Putting NASA's Budget Into Perspective

By Keith Cowing
NASA Watch
April 17, 2012
Filed under ,

It’s Tax Day — Send in Your $.005 for NASA, Discovery
“I’ve always wondered why are we cutting it? Why aren’t we doubling it? Even then, it wouldn’t be a full percent of what our federal budget is. Double it and actually fund it so that you can work successfully toward starting and finishing something.
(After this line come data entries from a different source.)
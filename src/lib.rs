//! Resource server: generic document-collection REST modules over pluggable repositories,
//! served from layered, hot-reloaded configuration.

pub mod app;
pub mod config;
pub mod error;
pub mod extractors;
pub mod handlers;
pub mod merge;
pub mod module;
pub mod repository;
pub mod resources;
pub mod routes;
pub mod server;
pub mod state;
pub mod store;
pub mod validation;

pub use app::{assemble, build_router, Application, Mounted};
pub use config::{
    default_sources, ChangeListener, ConfigMerger, ConfigSource, ConfigWatch, Configuration, EnvSource, FileSource,
    MemorySource, Mode, PropertiesSource,
};
pub use error::{translate_errors, AppError, ConfigError, ErrorEnvelope, ValidationErrors};
pub use module::{AppModule, RepoModule, ResourceModule};
pub use repository::{Document, MemoryRepository, MemoryStore, PgRepository, Repository, StoreError, Update};
pub use resources::Catalog;
pub use routes::{common_routes, resource_routes};
pub use server::{BounceRequest, BounceStats, ServerController, ServerHandle, ServerState};
pub use state::Operations;
pub use store::{ensure_database_exists, StoreBinder, StoreConfig};
pub use validation::{Locale, Validator, Violation, Violations};
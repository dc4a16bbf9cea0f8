//! Typed validation: field rules over a document type, all violations collected per run.

mod constraint;
mod message;
mod validator;
mod violation;

pub use constraint::{Constraints, Rule};
pub use message::{substitute, DefaultMessageFormatter, Locale, MessageFormatter, DEFAULT_LOCALE};
pub use validator::{Validator, ValidatorBuilder};
pub use violation::{Violation, Violations};
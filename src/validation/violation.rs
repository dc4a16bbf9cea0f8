use serde::Serialize;
use serde_json::Value;
use std::fmt;

/// One failed rule on one field.
#[derive(Clone, Debug, PartialEq, Serialize)]
#[serde(rename_all = "camelCase")]
pub struct Violation {
    #[serde(rename = "name")]
    pub field_name: String,
    pub message: String,
    pub message_key: String,
    pub locale: String,
    #[serde(rename = "violatedValue")]
    pub offending_value: Value,
    pub args: Vec<Value>,
}

/// Every violation found by one validator run. Never empty when returned as an error.
#[derive(Clone, Debug, Default, PartialEq)]
pub struct Violations(Vec<Violation>);

impl Violations {
    pub fn new() -> Self {
        Self::default()
    }

    pub fn push(&mut self, violation: Violation) {
        self.0.push(violation);
    }

    pub fn is_empty(&self) -> bool {
        self.0.is_empty()
    }

    pub fn len(&self) -> usize {
        self.0.len()
    }

    pub fn iter(&self) -> std::slice::Iter<'_, Violation> {
        self.0.iter()
    }

    pub fn into_vec(self) -> Vec<Violation> {
        self.0
    }

    pub fn into_result(self) -> Result<(), Self> {
        if self.is_empty() {
            Ok(())
        } else {
            Err(self)
        }
    }
}

impl fmt::Display for Violations {
    fn fmt(&self, f: &mut fmt::Formatter<'_>) -> fmt::Result {
        let messages: Vec<&str> = self.0.iter().map(|v| v.message.as_str()).collect();
        write!(f, "{} constraint violation(s): {}", self.0.len(), messages.join("; "))
    }
}

impl std::error::Error for Violations {}

impl<'a> IntoIterator for &'a Violations {
    type Item = &'a Violation;
    type IntoIter = std::slice::Iter<'a, Violation>;

    fn into_iter(self) -> Self::IntoIter {
        self.0.iter()
    }
}
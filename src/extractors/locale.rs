//! Resolve the caller's locale: `lang` query parameter, else the first `Accept-Language`
//! tag, else the default.

use crate::validation::Locale;
use async_trait::async_trait;
use axum::{
    extract::{FromRequestParts, Query},
    http::{header::ACCEPT_LANGUAGE, request::Parts, Uri},
};
use serde::Deserialize;

/// `?lang=` overrides `Accept-Language`.
#[derive(Deserialize)]
struct LangQuery {
    lang: Option<String>,
}

fn lang_param(uri: &Uri) -> Option<String> {
    let Query(query) = Query::<LangQuery>::try_from_uri(uri).ok()?;
    query
        .lang
        .map(|lang| lang.trim().to_string())
        .filter(|lang| !lang.is_empty())
}

fn preferred_language(header: &str) -> Option<String> {
    header
        .split(',')
        .map(|tag| tag.split(';').next().unwrap_or("").trim())
        .find(|tag| !tag.is_empty() && *tag != "*")
        .map(str::to_string)
}

#[async_trait]
impl<S> FromRequestParts<S> for Locale
where
    S: Send + Sync,
{
    type Rejection = std::convert::Infallible;

    async fn from_request_parts(parts: &mut Parts, _state: &S) -> Result<Self, Self::Rejection> {
        if let Some(lang) = lang_param(&parts.uri) {
            return Ok(Locale::new(lang));
        }
        let header = parts
            .headers
            .get(ACCEPT_LANGUAGE)
            .and_then(|v| v.to_str().ok())
            .and_then(preferred_language);
        Ok(header.map(Locale::new).unwrap_or_default())
    }
}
All this starting and stopping stuff — that’s not an efficient way to go forward,” she said.”
At least double NASA’s annual budget to one penny for every government dollar spent, We The People Petition
“Tomorrow is gone without NASA. Please at least double NASA’s annual budget, and continue to support the most inspirational program in the country.
– SIGNATURES NEEDED BY APRIL 20, 2012 TO REACH GOAL OF 25,000
– TOTAL SIGNATURES ON THIS PETITION 25,687”
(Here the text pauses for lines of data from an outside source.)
//! Resource routes mounted at `/<name>`. Only enabled operations get a route; a known path
//! with a disabled method answers 405, a path with nothing enabled answers 404.

use crate::handlers::resource::{create, delete, list, merge_update, read, replace};
use crate::state::{Operations, ResourceState};
use axum::{routing::MethodRouter, Router};
use serde::de::DeserializeOwned;
use std::sync::Arc;

pub fn resource_routes<T>(state: Arc<ResourceState<T>>, ops: Operations) -> Router
where
    T: DeserializeOwned + Send + Sync + 'static,
{
    let collection = format!("/{}", state.name);
    let collection_slash = format!("/{}/", state.name);
    let item = format!("/{}/:id", state.name);

    let mut collection_routes: MethodRouter<Arc<ResourceState<T>>> = MethodRouter::new();
    if ops.get {
        collection_routes = collection_routes.get(list::<T>);
    }
    if ops.create {
        collection_routes = collection_routes.post(create::<T>);
    }

    let mut item_routes: MethodRouter<Arc<ResourceState<T>>> = MethodRouter::new();
    if ops.get {
        item_routes = item_routes.get(read::<T>);
    }
    if ops.update {
        item_routes = item_routes.put(replace::<T>).post(merge_update::<T>);
    }
    if ops.delete {
        item_routes = item_routes.delete(delete::<T>);
    }

    let mut router = Router::new();
    if ops.get || ops.create {
        router = router
            .route(&collection, collection_routes.clone())
            .route(&collection_slash, collection_routes);
    }
    if ops.get || ops.update || ops.delete {
        router = router.route(&item, item_routes);
    }
    router.with_state(state)
}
NASA Watch founder, Explorers Club Fellow, ex-NASA, Away Teams, Journalist, Space & Astrobiology, Lapsed climber.

21 responses to “Putting NASA's Budget Into Perspective”

  1. chriswilson68 says:
    0
    0

    Double, or quadruple, the money going to space exploration, yes!

    Double the money going to NASA?  No.  Not if they’re going to squander it on Constellation-like waste.

    If we were just to take all of NASA’s human spaceflight budget and put it into fixed-price, pay-for-performance, open competition procurement with the government specifying the end result, and not how to get there, we’d have a far more capable program than if we were to simply double the amount of money going into the current NASA organization.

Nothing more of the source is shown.